== Segment start ==

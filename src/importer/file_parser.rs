// ==========================================
// 회계 수불 증감 분석 - 파일 파서 구현
// ==========================================
// 지원: Excel (.xlsx/.xls) / CSV (.csv)
// 역할: 파일 → 원시 셀 그리드
// ==========================================
// 주의: 2단 헤더(1행 대분류, 2행 소분류)가 그대로 헤더 병합
// 단계에 전달되어야 하므로 여기서는 헤더 해석을 하지 않는다
// ==========================================

use crate::importer::error::{ImportError, ImportResult};
use calamine::{open_workbook, Reader, Xlsx};
use csv::ReaderBuilder;
use std::fs::File;
use std::path::Path;

/// 파일 파싱 인터페이스 (원시 셀 그리드 생성)
pub trait FileParser: Send + Sync {
    /// 파일을 행×열 셀 그리드로 읽는다 (셀은 트림된 문자열, 빈 셀은 "")
    fn parse_to_grid(&self, file_path: &Path) -> ImportResult<Vec<Vec<String>>>;
}

// ==========================================
// CSV Parser 구현
// ==========================================
pub struct CsvParser;

impl FileParser for CsvParser {
    fn parse_to_grid(&self, file_path: &Path) -> ImportResult<Vec<Vec<String>>> {
        if !file_path.exists() {
            return Err(ImportError::FileNotFound(file_path.display().to_string()));
        }

        let file = File::open(file_path)?;
        // 헤더 2행을 데이터와 동일하게 위치 기반으로 읽어야 하므로
        // has_headers(false). flexible: 행 길이 불일치 허용
        let mut reader = ReaderBuilder::new()
            .has_headers(false)
            .flexible(true)
            .from_reader(file);

        let mut grid = Vec::new();
        for result in reader.records() {
            let record = result?;
            let row: Vec<String> = record.iter().map(|cell| cell.trim().to_string()).collect();
            grid.push(row);
        }

        Ok(grid)
    }
}

// ==========================================
// Excel Parser 구현
// ==========================================
pub struct ExcelParser;

impl FileParser for ExcelParser {
    fn parse_to_grid(&self, file_path: &Path) -> ImportResult<Vec<Vec<String>>> {
        if !file_path.exists() {
            return Err(ImportError::FileNotFound(file_path.display().to_string()));
        }

        let mut workbook: Xlsx<_> = open_workbook(file_path)
            .map_err(|e: calamine::XlsxError| ImportError::ExcelParseError(e.to_string()))?;

        // 첫 번째 시트를 읽는다 (수불부 내보내기는 단일 시트)
        let sheet_names = workbook.sheet_names();
        if sheet_names.is_empty() {
            return Err(ImportError::ExcelParseError(
                "Excel 파일에 워크시트가 없습니다".to_string(),
            ));
        }

        let sheet_name = sheet_names[0].clone();
        let range = workbook
            .worksheet_range(&sheet_name)
            .map_err(|e| ImportError::ExcelParseError(e.to_string()))?;

        let grid = range
            .rows()
            .map(|row| {
                row.iter()
                    .map(|cell| cell.to_string().trim().to_string())
                    .collect()
            })
            .collect();

        Ok(grid)
    }
}

// ==========================================
// 통합 파일 파서 (확장자 기반 자동 선택)
// ==========================================
pub struct UniversalFileParser;

impl UniversalFileParser {
    pub fn parse<P: AsRef<Path>>(&self, file_path: P) -> ImportResult<Vec<Vec<String>>> {
        let path = file_path.as_ref();
        let ext = path
            .extension()
            .and_then(|e| e.to_str())
            .unwrap_or("")
            .to_lowercase();

        match ext.as_str() {
            "csv" => CsvParser.parse_to_grid(path),
            "xlsx" | "xls" => ExcelParser.parse_to_grid(path),
            _ => Err(ImportError::UnsupportedFormat(ext)),
        }
    }
}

== Segment end ==

PROBLEM -> Show all lines from the data that contain "ExcelParseError".

WRITTEN RESPONSE ->
            .map_err(|e: calamine::XlsxError| ImportError::ExcelParseError(e.to_string()))?;
            return Err(ImportError::ExcelParseError(
            .map_err(|e| ImportError::ExcelParseError(e.to_string()))?;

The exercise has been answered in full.